Desde una perspectiva de desarrollo y cercanía comunitaria, el programa Alas y Raíces activó una agenda nacional de verano con más de 150 actividades dirigidas a niñas, niños, adolescentes y familias en 19 entidades del país. La propuesta incluyó talleres, juegos, experiencias artísticas y acciones comunitarias en distintos recintos.

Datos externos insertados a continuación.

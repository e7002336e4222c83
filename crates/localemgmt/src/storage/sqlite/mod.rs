//! SQLite storage backend implementation.
//!
//! This module provides a SQLite-based implementation of `LocaleRepository`
//! using `rusqlite` for synchronous operations and `tokio-rusqlite` for async wrapping.

mod conversions;
mod error;
mod repository;
mod scripts;

pub use repository::SqliteRepository;
pub use scripts::SqlScripts;
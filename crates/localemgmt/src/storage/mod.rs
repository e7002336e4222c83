//! Storage backend implementations.
//!
//! Concrete implementations of `LocaleRepository` from
//! `localemgmt_core::storage`. SQLite is the only backend.

pub mod sqlite;

pub use sqlite::{SqlScripts, SqliteRepository};
//! Mock OIDC provider for development and testing.
//!
//! The mock approves every login: its authorization URL points straight back
//! at the callback, with an authorization code that is the base64-encoded
//! JSON of the profile to sign in as.

use async_trait::async_trait;
use base64::Engine;
use localemgmt_core::auth::{AuthError, OidcProviderClient, Profile, Result};
use url::Url;

/// Mock provider that signs everybody in as a fixed profile.
pub struct MockProvider {
    redirect_uri: Url,
    profile: Profile,
}

impl MockProvider {
    /// Create a new MockProvider.
    ///
    /// # Arguments
    /// * `redirect_uri` - The callback URL of the app
    /// * `profile` - The profile every login resolves to
    pub fn new(redirect_uri: Url, profile: Profile) -> Self {
        Self {
            redirect_uri,
            profile,
        }
    }

    /// A local developer profile.
    pub fn developer(redirect_uri: Url) -> Self {
        Self::new(
            redirect_uri,
            Profile::new("mock|developer")
                .with_name("Local Developer")
                .with_email("developer@localhost"),
        )
    }

    /// Encode a profile the way the mock hands out authorization codes.
    pub fn encode_code(profile: &Profile) -> Result<String> {
        let json = serde_json::to_vec(profile).map_err(|e| AuthError::Provider(e.to_string()))?;
        Ok(base64::engine::general_purpose::URL_SAFE_NO_PAD.encode(json))
    }
}

#[async_trait]
impl OidcProviderClient for MockProvider {
    async fn authorization_url(&self, state: &str, _pkce_challenge: &str) -> Result<Url> {
        let mut url = self.redirect_uri.clone();
        url.query_pairs_mut()
            .append_pair("code", &Self::encode_code(&self.profile)?)
            .append_pair("state", state);

        Ok(url)
    }

    async fn exchange_code(&self, code: &str, _pkce_verifier: &str) -> Result<Profile> {
        let decoded = base64::engine::general_purpose::URL_SAFE_NO_PAD
            .decode(code)
            .map_err(|e| AuthError::CodeExchange(e.to_string()))?;

        serde_json::from_slice(&decoded).map_err(|e| AuthError::CodeExchange(e.to_string()))
    }

    fn logout_url(&self, _return_to: &Url) -> Option<Url> {
        None
    }

    fn name(&self) -> &'static str {
        "mock"
    }
}
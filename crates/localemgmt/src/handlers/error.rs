use axum::{
    http::StatusCode,
    response::{IntoResponse, Response},
    Json,
};
use localemgmt_core::locale::ItemValidationError;
use localemgmt_core::storage::{repository_error_to_status_code, RepositoryError};
use thiserror::Error;

/// Requests the handlers refuse before touching the repository.
#[derive(Debug, Error)]
pub enum RequestError {
    #[error("refusing to delete every item without all=true")]
    UnfilteredDelete,

    #[error("invalid request body: {0}")]
    InvalidBody(String),
}

/// Application error type that wraps `anyhow::Error`.
///
/// The status code comes from the wrapped error: repository errors use
/// `repository_error_to_status_code`, validation and request errors are 400,
/// anything else is 500. The body is always `{"error": <message>}`.
pub struct AppError(pub anyhow::Error);

impl AppError {
    fn status_code(&self) -> StatusCode {
        if let Some(repo_error) = self.0.downcast_ref::<RepositoryError>() {
            let code = repository_error_to_status_code(repo_error);
            StatusCode::from_u16(code).unwrap_or(StatusCode::INTERNAL_SERVER_ERROR)
        } else if self.0.is::<ItemValidationError>() || self.0.is::<RequestError>() {
            StatusCode::BAD_REQUEST
        } else {
            StatusCode::INTERNAL_SERVER_ERROR
        }
    }
}

impl IntoResponse for AppError {
    fn into_response(self) -> Response {
        let status = self.status_code();
        let message = self.0.to_string();

        if status.is_server_error() {
            tracing::error!(status = %status, error = %message, "Request failed");
        } else {
            tracing::warn!(status = %status, error = %message, "Request rejected");
        }

        (status, Json(serde_json::json!({ "error": message }))).into_response()
    }
}

impl<E> From<E> for AppError
where
    E: Into<anyhow::Error>,
{
    fn from(err: E) -> Self {
        Self(err.into())
    }
}
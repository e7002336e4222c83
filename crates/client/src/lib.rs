//! localemgmt_client - CLI client for the locale management API.

pub mod cli;
pub mod client;
pub mod error;
pub mod output;

pub use client::LocaleClient;
pub use error::{ClientError, Result};
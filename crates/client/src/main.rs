//! localemgmt-client CLI entry point.

use clap::Parser;
use localemgmt_client::cli::health::HealthAction;
use localemgmt_client::cli::items::ItemsAction;
use localemgmt_client::cli::{Cli, Commands};
use localemgmt_client::client::items::{read_items_file, ItemsQuery};
use localemgmt_client::output::{pretty, render};
use localemgmt_client::{ClientError, LocaleClient};
use localemgmt_core::locale::LocaleItem;

#[tokio::main]
async fn main() -> Result<(), Box<dyn std::error::Error>> {
    let cli = Cli::parse();
    let client = LocaleClient::new(&cli.base_url).with_session(cli.session.clone());

    match cli.command {
        Commands::Items(items_cmd) => match items_cmd.action {
            ItemsAction::List { filter } => {
                let items = match client.list_items(&ItemsQuery::from(filter)).await {
                    Ok(items) => items,
                    // The server answers an empty result with 404
                    Err(ClientError::NotFound { .. }) => Vec::new(),
                    Err(e) => return Err(e.into()),
                };
                println!("{}", render(&items, cli.format, |i| pretty::format_items(i)));
            }
            ItemsAction::Upsert {
                key,
                bundle,
                lang,
                content,
            } => {
                let item = client
                    .upsert_item(&LocaleItem::new(key, bundle, lang, content))
                    .await?;
                println!(
                    "{}",
                    render(&item, cli.format, |i| format!("Saved:\n{}", pretty::format_item(i)))
                );
            }
            ItemsAction::Import { file } => {
                let items = read_items_file(&file)?;
                if !cli.quiet {
                    eprintln!("Importing {} items from {}", items.len(), file.display());
                }
                let report = client.upsert_items(&items).await?;
                println!("{}", render(&report, cli.format, pretty::format_report));
            }
            ItemsAction::Delete { filter, all } => {
                let deleted = client.delete_items(&ItemsQuery::from(filter), all).await?;
                println!(
                    "{}",
                    render(&deleted, cli.format, |d| format!("Deleted {} items", d.deleted))
                );
            }
        },
        Commands::Langs => {
            let langs = client.list_langs().await?;
            println!(
                "{}",
                render(&langs, cli.format, |l| pretty::format_names("LANGS", l))
            );
        }
        Commands::Bundles => {
            let bundles = client.list_bundles().await?;
            println!(
                "{}",
                render(&bundles, cli.format, |b| pretty::format_names("BUNDLES", b))
            );
        }
        Commands::Version => {
            let info = client.version().await?;
            println!("{}", render(&info, cli.format, pretty::format_version));
        }
        Commands::Health(health_cmd) => match health_cmd.action {
            HealthAction::Live => {
                let live = client.livez().await?;
                if !cli.quiet {
                    println!("{}", if live { "Live" } else { "Not live" });
                }
                if !live {
                    std::process::exit(1);
                }
            }
            HealthAction::Ready => {
                let readiness = client.readyz().await?;
                println!("{}", render(&readiness, cli.format, pretty::format_readiness));
                if !readiness.ready {
                    std::process::exit(1);
                }
            }
        },
    }

    Ok(())
}
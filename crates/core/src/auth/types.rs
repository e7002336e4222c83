use chrono::{DateTime, Utc};
use serde::{Deserialize, Serialize};

/// Random session identifier carried in the session cookie.
#[derive(Debug, Clone, PartialEq, Eq, Hash, Serialize, Deserialize)]
pub struct SessionId(String);

impl SessionId {
    pub fn new(id: impl Into<String>) -> Self {
        Self(id.into())
    }

    pub fn as_str(&self) -> &str {
        &self.0
    }
}

impl std::fmt::Display for SessionId {
    fn fmt(&self, f: &mut std::fmt::Formatter<'_>) -> std::fmt::Result {
        write!(f, "{}", self.0)
    }
}

/// The logged-in user, as reported by the identity provider.
#[derive(Debug, Clone, PartialEq, Eq, Serialize, Deserialize)]
pub struct Profile {
    /// Provider's unique user identifier.
    pub subject: String,
    pub name: Option<String>,
    pub nickname: Option<String>,
    pub email: Option<String>,
    pub picture: Option<String>,
}

impl Profile {
    pub fn new(subject: impl Into<String>) -> Self {
        Self {
            subject: subject.into(),
            name: None,
            nickname: None,
            email: None,
            picture: None,
        }
    }

    pub fn with_name(mut self, name: impl Into<String>) -> Self {
        self.name = Some(name.into());
        self
    }

    pub fn with_email(mut self, email: impl Into<String>) -> Self {
        self.email = Some(email.into());
        self
    }
}

/// Server-side session data, keyed by [`SessionId`].
#[derive(Debug, Clone, Serialize, Deserialize)]
pub struct Session {
    pub id: SessionId,
    pub profile: Profile,
    pub created_at: DateTime<Utc>,
    pub expires_at: DateTime<Utc>,
}

/// PKCE and redirect data kept between `/login` and `/callback`.
#[derive(Debug, Clone, Serialize, Deserialize)]
pub struct AuthFlowState {
    pub pkce_verifier: String,
    pub created_at: DateTime<Utc>,
    /// Relative path to redirect to after a successful login.
    pub return_to: Option<String>,
}
use chrono::{DateTime, Duration, Utc};
use rand::{distr::Alphanumeric, Rng};

use super::{AuthFlowState, Session, SessionId};

/// How long a started login may wait for its callback.
pub const AUTH_FLOW_TTL_MINUTES: i64 = 10;

const TOKEN_LENGTH: usize = 32;

fn random_token() -> String {
    rand::rng()
        .sample_iter(&Alphanumeric)
        .take(TOKEN_LENGTH)
        .map(char::from)
        .collect()
}

/// Generate a random session ID.
pub fn generate_session_id() -> SessionId {
    SessionId::new(random_token())
}

/// Generate a random state parameter for CSRF protection.
pub fn generate_state() -> String {
    random_token()
}

/// Calculate session expiry from creation time and TTL.
pub fn calculate_expiry(created_at: DateTime<Utc>, ttl: Duration) -> DateTime<Utc> {
    created_at + ttl
}

/// A session is expired from its `expires_at` instant onwards.
pub fn is_session_expired(session: &Session, now: DateTime<Utc>) -> bool {
    session.expires_at <= now
}

/// A login flow is expired once [`AUTH_FLOW_TTL_MINUTES`] have passed.
pub fn is_auth_flow_expired(flow: &AuthFlowState, now: DateTime<Utc>) -> bool {
    flow.created_at + Duration::minutes(AUTH_FLOW_TTL_MINUTES) <= now
}

#[cfg(test)]
mod tests {
    use super::*;
    use crate::auth::Profile;

    fn session_expiring_at(expires_at: DateTime<Utc>) -> Session {
        Session {
            id: generate_session_id(),
            profile: Profile::new("auth0|123"),
            created_at: expires_at - Duration::hours(24),
            expires_at,
        }
    }

    fn flow_created_at(created_at: DateTime<Utc>) -> AuthFlowState {
        AuthFlowState {
            pkce_verifier: "verifier".to_string(),
            created_at,
            return_to: None,
        }
    }

    #[test]
    fn test_session_ids_are_32_alphanumeric_chars() {
        let id = generate_session_id();
        assert_eq!(id.as_str().len(), 32);
        assert!(id.as_str().chars().all(|c| c.is_ascii_alphanumeric()));
    }

    #[test]
    fn test_session_ids_differ() {
        assert_ne!(generate_session_id(), generate_session_id());
    }

    #[test]
    fn test_state_is_32_chars() {
        assert_eq!(generate_state().len(), 32);
    }

    #[test]
    fn test_expiry_is_creation_plus_ttl() {
        let created = Utc::now();
        assert_eq!(
            calculate_expiry(created, Duration::hours(24)),
            created + Duration::hours(24)
        );
    }

    #[test]
    fn test_session_is_live_before_expiry() {
        let now = Utc::now();
        assert!(!is_session_expired(
            &session_expiring_at(now + Duration::minutes(1)),
            now
        ));
    }

    #[test]
    fn test_session_is_expired_at_and_after_expiry() {
        let now = Utc::now();
        assert!(is_session_expired(&session_expiring_at(now), now));
        assert!(is_session_expired(
            &session_expiring_at(now - Duration::minutes(1)),
            now
        ));
    }

    #[test]
    fn test_fresh_auth_flow_is_not_expired() {
        let now = Utc::now();
        assert!(!is_auth_flow_expired(
            &flow_created_at(now - Duration::minutes(1)),
            now
        ));
    }

    #[test]
    fn test_stale_auth_flow_is_expired() {
        let now = Utc::now();
        assert!(is_auth_flow_expired(
            &flow_created_at(now - Duration::minutes(AUTH_FLOW_TTL_MINUTES)),
            now
        ));
    }
}
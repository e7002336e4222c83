//! Client error types.

use thiserror::Error;

/// Result type alias for client module.
pub type Result<T> = std::result::Result<T, ClientError>;

/// Errors that can occur during client operations.
#[derive(Error, Debug)]
pub enum ClientError {
    #[error("HTTP request failed: {0}")]
    Request(#[from] reqwest::Error),

    #[error("Server returned {status}: {message}")]
    ServerError { status: u16, message: String },

    #[error("Not found: {message}")]
    NotFound { message: String },

    #[error("Not logged in: {message}")]
    Unauthorized { message: String },

    #[error("Invalid input: {0}")]
    InvalidInput(String),

    #[error("IO error: {0}")]
    Io(#[from] std::io::Error),

    #[error("JSON error: {0}")]
    Json(#[from] serde_json::Error),
}
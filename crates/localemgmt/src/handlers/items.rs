//! Locale item handlers.
//!
//! Reads are public. Writes need a logged-in profile.

use axum::{
    extract::{rejection::JsonRejection, Query, State},
    Json,
};
use serde::{Deserialize, Serialize};

use localemgmt_auth::CurrentProfile;
use localemgmt_core::locale::{LocaleFilter, LocaleItem, UpsertReport};

use crate::{
    handlers::{error::RequestError, AppError},
    state::AppState,
};

/// Filter parameters shared by listing and deletion. Empty means "any".
#[derive(Debug, Default, Deserialize)]
pub struct ItemsQuery {
    pub key: Option<String>,
    pub bundle: Option<String>,
    pub lang: Option<String>,
}

impl ItemsQuery {
    fn filter(&self) -> LocaleFilter {
        LocaleFilter::from_optional(
            self.key.as_deref(),
            self.bundle.as_deref(),
            self.lang.as_deref(),
        )
    }
}

/// Parameters for `DELETE /api/items`.
#[derive(Debug, Default, Deserialize)]
pub struct DeleteItemsQuery {
    #[serde(flatten)]
    pub filter: ItemsQuery,
    /// Must be set to delete with no filter at all.
    #[serde(default)]
    pub all: bool,
}

/// Response for `DELETE /api/items`.
#[derive(Debug, Serialize, Deserialize)]
pub struct DeletedResponse {
    pub deleted: u64,
}

fn json_body<T>(payload: Result<Json<T>, JsonRejection>) -> Result<T, AppError> {
    payload
        .map(|Json(value)| value)
        .map_err(|rejection| RequestError::InvalidBody(rejection.body_text()).into())
}

/// List items matching the filter (GET /api/items).
pub async fn list_items(
    State(state): State<AppState>,
    Query(query): Query<ItemsQuery>,
) -> Result<Json<Vec<LocaleItem>>, AppError> {
    let items = state.repo.query_items(&query.filter()).await?;
    Ok(Json(items))
}

/// Insert or update one item (POST /api/items).
pub async fn upsert_item(
    CurrentProfile(profile): CurrentProfile,
    State(state): State<AppState>,
    payload: Result<Json<LocaleItem>, JsonRejection>,
) -> Result<Json<LocaleItem>, AppError> {
    let item = json_body(payload)?;
    item.validate()?;

    let stored = state.repo.upsert_item(&item).await?;

    tracing::info!(
        user = %profile.subject,
        key = %stored.key,
        bundle = %stored.bundle,
        lang = %stored.lang,
        "Locale item saved"
    );

    Ok(Json(stored))
}

/// Insert or update many items in one transaction (POST /api/items/bulk).
pub async fn upsert_items(
    CurrentProfile(profile): CurrentProfile,
    State(state): State<AppState>,
    payload: Result<Json<Vec<LocaleItem>>, JsonRejection>,
) -> Result<Json<UpsertReport>, AppError> {
    let items = json_body(payload)?;
    tracing::debug!(count = items.len(), "Bulk upsert requested");

    let report = state.repo.upsert_items(&items).await?;

    tracing::info!(
        user = %profile.subject,
        written = report.written,
        skipped = report.skipped.len(),
        "Locale items saved"
    );

    Ok(Json(report))
}

/// Delete items matching the filter (DELETE /api/items).
pub async fn delete_items(
    CurrentProfile(profile): CurrentProfile,
    State(state): State<AppState>,
    Query(query): Query<DeleteItemsQuery>,
) -> Result<Json<DeletedResponse>, AppError> {
    let filter = query.filter.filter();

    if filter.is_empty() && !query.all {
        return Err(RequestError::UnfilteredDelete.into());
    }

    let deleted = state.repo.delete_items(&filter).await?;

    tracing::info!(user = %profile.subject, deleted, "Locale items deleted");

    Ok(Json(DeletedResponse { deleted }))
}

La programación se desarrolló en centros culturales, bibliotecas, museos, ludotecas, espacios comunitarios y otros lugares de encuentro.

Esta diversidad de sedes permitió que las actividades llegaran a públicos con intereses, edades y contextos DIFerentes. La oferta gratuita favorece el acceso a la cultura para familias que buscan opciones de aprendizaje sin costo. En ciudades y localidades, este tipo de programación ayuda a convertir los recintos públicos en espacios vivos, cercanos y participativos. Las actividades de verano cumplen una función formativa durante el periodo vacacional.

A través del juego, la lectura, la creación y la exploración artística, las infancias pueden desarrollar imaginación, expresión y convivencia. Alas y Raíces consolidó una agenda que reconoce a niñas y niños como públicos activos. La cultura se presentó no como actividad secundaria, sino como parte del desarrollo integral de la infancia. El avance confirma que la coordinación institucional y la participación social pueden convertir una noticia positiva en oportunidades concretas para el territorio.